Ostrich Mentality Won't Help
To avoid upsetting kids and their parents, the CDC has historically avoided using the term "obese" to label any child -- no matter how much he or she might weigh.
Instead, it applies the term "at risk of overweight" to children whose body-mass index would place them in the "overweight category" (between the 85th and 94th percentiles), and it uses the term "overweight" only with children whose BMI indicates they actually are obese (95th percentile or higher).
That policy was crafted partly out of the desire to avoid angering or humiliating children, and partly because growing children sometimes fall into weight categories that might suggest there is a problem when they are simply going through a normal growth phase. Identifying overweight and obese children is not as straightforward a process as it is with adults.
Further, there is concern that children who are labeled "overweight" or "obese" might resort to extreme measures that could lead to eating disorders such as bulimia.
Still, committee members believe that it is important to use clear language and engage in frank discussions, especially in light of an obesity epidemic that appears to be careening out of control.
More Than 50% of US Kids Affected
Such hesitancy to name the problem only contributes to people failing to face it head on, said one expert, who noted that a physician would not be evasive about using precise terminology in discussing any other disease or condition.
For example, it would be ludicrous to imagine a doctor telling a person who has cancer that he is "at risk of having cancer."

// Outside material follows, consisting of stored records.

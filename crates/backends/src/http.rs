//! HTTP backend client with hierarchical latency budgets: the
//! first-token budget bounds time-to-headers, the full budget bounds
//! the whole exchange.

use std::time::{Duration, Instant};

use async_trait::async_trait;
use serde::{Deserialize, Serialize};

use sv_domain::config::BackendEndpoint;
use sv_domain::turn::Route;
use sv_domain::{Error, Result};

use crate::{BackendClient, GenerateRequest, GenerateReply};

#[derive(Debug, Serialize)]
struct GenerateWireRequest<'a> {
    v: &'static str,
    model: &'a str,
    text: &'a str,
    intent: &'a str,
    slots: &'a std::collections::BTreeMap<String, String>,
    lang: &'a str,
    degraded: bool,
    rag_top_k: usize,
    expect_plan: bool,
}

#[derive(Debug, Deserialize)]
struct GenerateWireReply {
    text: String,
}

pub struct HttpBackend {
    route: Route,
    endpoint: BackendEndpoint,
    http: reqwest::Client,
}

impl HttpBackend {
    pub fn new(route: Route, endpoint: BackendEndpoint) -> Self {
        let http = reqwest::Client::builder()
            .timeout(Duration::from_millis(endpoint.full_budget_ms + 250))
            .build()
            .unwrap_or_default();
        Self {
            route,
            endpoint,
            http,
        }
    }
}

#[async_trait]
impl BackendClient for HttpBackend {
    fn route(&self) -> Route {
        self.route
    }

    fn model_id(&self) -> &str {
        &self.endpoint.model_id
    }

    async fn generate(&self, req: &GenerateRequest) -> Result<GenerateReply> {
        let url = format!(
            "{}/generate",
            self.endpoint.base_url.trim_end_matches('/')
        );
        let body = GenerateWireRequest {
            v: "1",
            model: &self.endpoint.model_id,
            text: &req.text,
            intent: &req.intent,
            slots: &req.slots,
            lang: &req.lang,
            degraded: req.degraded,
            rag_top_k: req.rag_top_k,
            expect_plan: req.expect_plan,
        };

        let started = Instant::now();

        // First-token budget bounds time-to-headers.
        let response = tokio::time::timeout(
            Duration::from_millis(self.endpoint.first_token_budget_ms),
            self.http
                .post(&url)
                .header("x-trace-id", &req.trace_id)
                .json(&body)
                .send(),
        )
        .await
        .map_err(|_| Error::Timeout {
            stage: format!("backend.{}.first_token", self.route),
            elapsed_ms: started.elapsed().as_millis() as u64,
        })?
        .map_err(|e| Error::Backend {
            route: self.route.to_string(),
            status: 0,
            message: e.to_string(),
        })?;

        let first_token_ms = started.elapsed().as_millis() as u64;

        let status = response.status();
        if !status.is_success() {
            return Err(Error::Backend {
                route: self.route.to_string(),
                status: status.as_u16(),
                message: format!("backend returned {status}"),
            });
        }

        // Remaining full budget bounds the body.
        let remaining = self
            .endpoint
            .full_budget_ms
            .saturating_sub(first_token_ms)
            .max(1);
        let wire: GenerateWireReply = tokio::time::timeout(
            Duration::from_millis(remaining),
            response.json::<GenerateWireReply>(),
        )
        .await
        .map_err(|_| Error::Timeout {
            stage: format!("backend.{}.full", self.route),
            elapsed_ms: started.elapsed().as_millis() as u64,
        })?
        .map_err(|e| Error::Backend {
            route: self.route.to_string(),
            status: 0,
            message: format!("invalid reply body: {e}"),
        })?;

        Ok(GenerateReply {
            text: wire.text,
            first_token_ms,
            full_ms: started.elapsed().as_millis() as u64,
        })
    }
}
//! Chat API endpoints — the primary interface for running turns.
//!
//! - `POST /api/chat`        — non-streaming: returns the full reply
//! - `POST /api/chat/stream` — SSE: `meta`, `delta`, then `final`
//!
//! The non-streaming endpoint honors `Idempotency-Key`: duplicates
//! replay the stored response, and concurrent duplicates share exactly
//! one execution.

use axum::body::Bytes;
use axum::extract::State;
use axum::http::{HeaderMap, StatusCode};
use axum::response::sse::{Event, KeepAlive, Sse};
use axum::response::{IntoResponse, Json, Response};
use chrono::Utc;
use futures_util::stream::Stream;
use serde::Deserialize;

use sv_domain::{Error, Result};

use crate::api::auth::verify_hmac;
use crate::api::idempotency::{IdemTicket, StoredResponse};
use crate::api::reply::{error_body, status_for};
use crate::runtime::{run_turn, TurnInput, TurnReply};
use crate::state::AppState;

/// Ingress cap on the message field.
const MAX_MESSAGE_BYTES: usize = 16 * 1024;

// ━━━━━━━━━━━━━━━━━━━━━━━━━━━━━━━━━━━━━━━━━━━━━━━━━━━━━━━━━━━━━━━━━━
// Request shape
// ━━━━━━━━━━━━━━━━━━━━━━━━━━━━━━━━━━━━━━━━━━━━━━━━━━━━━━━━━━━━━━━━━━

#[derive(Debug, Deserialize)]
pub struct ChatRequest {
    /// Request schema version; must be `"1"`.
    pub v: String,
    pub session_id: String,
    #[serde(default = "d_lang")]
    pub lang: String,
    pub message: String,
    /// Reserved; carried for future consent-scoped integrations.
    #[serde(default)]
    #[allow(dead_code)]
    pub consent_scopes: Option<Vec<String>>,
}

fn d_lang() -> String {
    "sv".into()
}

// ━━━━━━━━━━━━━━━━━━━━━━━━━━━━━━━━━━━━━━━━━━━━━━━━━━━━━━━━━━━━━━━━━━
// POST /api/chat
// ━━━━━━━━━━━━━━━━━━━━━━━━━━━━━━━━━━━━━━━━━━━━━━━━━━━━━━━━━━━━━━━━━━

pub async fn chat(
    State(state): State<AppState>,
    headers: HeaderMap,
    body: Bytes,
) -> Response {
    let request = match ingress_checks(&state, &headers, &body) {
        Ok(req) => req,
        Err(e) => return render_stored(&failure_response(&e, None)),
    };

    // ── Idempotency ─────────────────────────────────────────────────
    let idem_key = headers
        .get("idempotency-key")
        .and_then(|v| v.to_str().ok())
        .map(|key| format!("{}:{key}", request.session_id));

    let Some(key) = idem_key else {
        let stored = execute_turn(&state, request).await;
        return render_stored(&stored);
    };

    match state.idempotency.check(&key) {
        IdemTicket::Replay(stored) => render_stored(&stored),
        IdemTicket::Wait(mut rx) => match rx.recv().await {
            Ok(Ok(stored)) => render_stored(&stored),
            _ => render_stored(&failure_response(
                &Error::Internal("duplicate submission failed".into()),
                None,
            )),
        },
        IdemTicket::Fresh(guard) => {
            let stored = execute_turn(&state, request).await;
            state.idempotency.complete(&key, guard, stored.clone());
            render_stored(&stored)
        }
    }
}

// ━━━━━━━━━━━━━━━━━━━━━━━━━━━━━━━━━━━━━━━━━━━━━━━━━━━━━━━━━━━━━━━━━━
// POST /api/chat/stream (SSE)
// ━━━━━━━━━━━━━━━━━━━━━━━━━━━━━━━━━━━━━━━━━━━━━━━━━━━━━━━━━━━━━━━━━━

pub async fn chat_stream(
    State(state): State<AppState>,
    headers: HeaderMap,
    body: Bytes,
) -> Response {
    let request = match ingress_checks(&state, &headers, &body) {
        Ok(req) => req,
        Err(e) => return render_stored(&failure_response(&e, None)),
    };

    let stream = make_sse_stream(state, request);
    Sse::new(stream).keep_alive(KeepAlive::default()).into_response()
}

fn make_sse_stream(
    state: AppState,
    request: ChatRequest,
) -> impl Stream<Item = std::result::Result<Event, std::convert::Infallible>> {
    async_stream::stream! {
        let input = TurnInput {
            session_id: request.session_id,
            lang: request.lang,
            message: request.message,
        };
        match run_turn(&state, input).await {
            Ok(reply) => {
                let meta = serde_json::json!({
                    "trace_id": reply.trace_id,
                    "route": reply.route,
                    "cache_tier": reply.cache_tier.as_str(),
                    "intent": reply.intent,
                });
                yield Ok(Event::default().event("meta").data(meta.to_string()));
                yield Ok(Event::default()
                    .event("delta")
                    .data(serde_json::json!({ "text": reply.text }).to_string()));
                yield Ok(Event::default().event("final").data("{}"));
            }
            Err(e) => {
                let body = error_body(&e, None);
                yield Ok(Event::default().event("error").data(body.to_string()));
            }
        }
    }
}

// ━━━━━━━━━━━━━━━━━━━━━━━━━━━━━━━━━━━━━━━━━━━━━━━━━━━━━━━━━━━━━━━━━━
// Helpers
// ━━━━━━━━━━━━━━━━━━━━━━━━━━━━━━━━━━━━━━━━━━━━━━━━━━━━━━━━━━━━━━━━━━

/// Ingress checks: optional HMAC signature, JSON shape, version, size.
fn ingress_checks(state: &AppState, headers: &HeaderMap, body: &Bytes) -> Result<ChatRequest> {
    if let (Some(secret), Some(signature)) = (
        state.hmac_secret.as_deref(),
        headers.get("x-signature").and_then(|v| v.to_str().ok()),
    ) {
        let timestamp = headers
            .get("x-timestamp")
            .and_then(|v| v.to_str().ok())
            .ok_or_else(|| Error::Auth("signed request missing X-Timestamp".into()))?;
        let window_s = state.config.get().server.hmac_window_s;
        verify_hmac(
            secret,
            body,
            timestamp,
            signature,
            window_s,
            &state.replays,
            Utc::now().timestamp(),
        )
        .map_err(|reason| Error::Auth(format!("signature rejected: {reason}")))?;
    }

    let request: ChatRequest = serde_json::from_slice(body)
        .map_err(|e| Error::Validation(format!("invalid request body: {e}")))?;
    if request.v != "1" {
        return Err(Error::Validation(format!(
            "unsupported request version \"{}\"",
            request.v
        )));
    }
    if request.session_id.is_empty() {
        return Err(Error::Validation("session_id must not be empty".into()));
    }
    if request.message.is_empty() {
        return Err(Error::Validation("message must not be empty".into()));
    }
    if request.message.len() > MAX_MESSAGE_BYTES {
        return Err(Error::Validation(format!(
            "message exceeds {MAX_MESSAGE_BYTES} bytes"
        )));
    }
    Ok(request)
}

async fn execute_turn(state: &AppState, request: ChatRequest) -> StoredResponse {
    let input = TurnInput {
        session_id: request.session_id,
        lang: request.lang,
        message: request.message,
    };
    match run_turn(state, input).await {
        Ok(reply) => success_response(&reply),
        Err(e) => failure_response(&e, None),
    }
}

fn success_response(reply: &TurnReply) -> StoredResponse {
    let mut headers = vec![
        (
            "X-Route".to_string(),
            reply
                .route
                .map(|r| r.as_str().to_string())
                .unwrap_or_else(|| "none".into()),
        ),
        ("X-Intent".to_string(), reply.intent.clone()),
        ("X-Cache".to_string(), reply.cache_tier.as_str().to_string()),
    ];
    if let Some(hint) = reply.route_hint {
        headers.push(("X-Route-Hint".to_string(), hint.as_str().to_string()));
    }
    StoredResponse {
        status: 200,
        body: serde_json::json!({
            "text": reply.text,
            "route": reply.route,
            "cache_tier": reply.cache_tier.as_str(),
            "trace_id": reply.trace_id,
        }),
        headers,
    }
}

fn failure_response(e: &Error, trace_id: Option<uuid::Uuid>) -> StoredResponse {
    let mut headers = vec![(
        "X-Trace-Id".to_string(),
        trace_id.unwrap_or_else(uuid::Uuid::new_v4).to_string(),
    )];
    if let Some(retry_after) = e.retry_after() {
        headers.push(("Retry-After".to_string(), retry_after.to_string()));
    }
    StoredResponse {
        status: status_for(e),
        body: error_body(e, trace_id),
        headers,
    }
}

fn render_stored(stored: &StoredResponse) -> Response {
    let status = StatusCode::from_u16(stored.status).unwrap_or(StatusCode::INTERNAL_SERVER_ERROR);
    let mut response = (status, Json(stored.body.clone())).into_response();
    for (name, value) in &stored.headers {
        if let (Ok(name), Ok(value)) = (
            axum::http::HeaderName::from_bytes(name.as_bytes()),
            axum::http::HeaderValue::from_str(value),
        ) {
            response.headers_mut().insert(name, value);
        }
    }
    response
}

Currently, about 17 percent of US children are in the highest category (95th percentile or higher), and that almost 34 percent are in the second-highest category (between the 85th and 94th percentiles). While that doesn't seem to make mathematical sense, it is because the percentile ranges reflect a population that overall was far fitter. They are based on growth charts from the 1960s and 1970s, before the nationwide obesity epidemic took hold.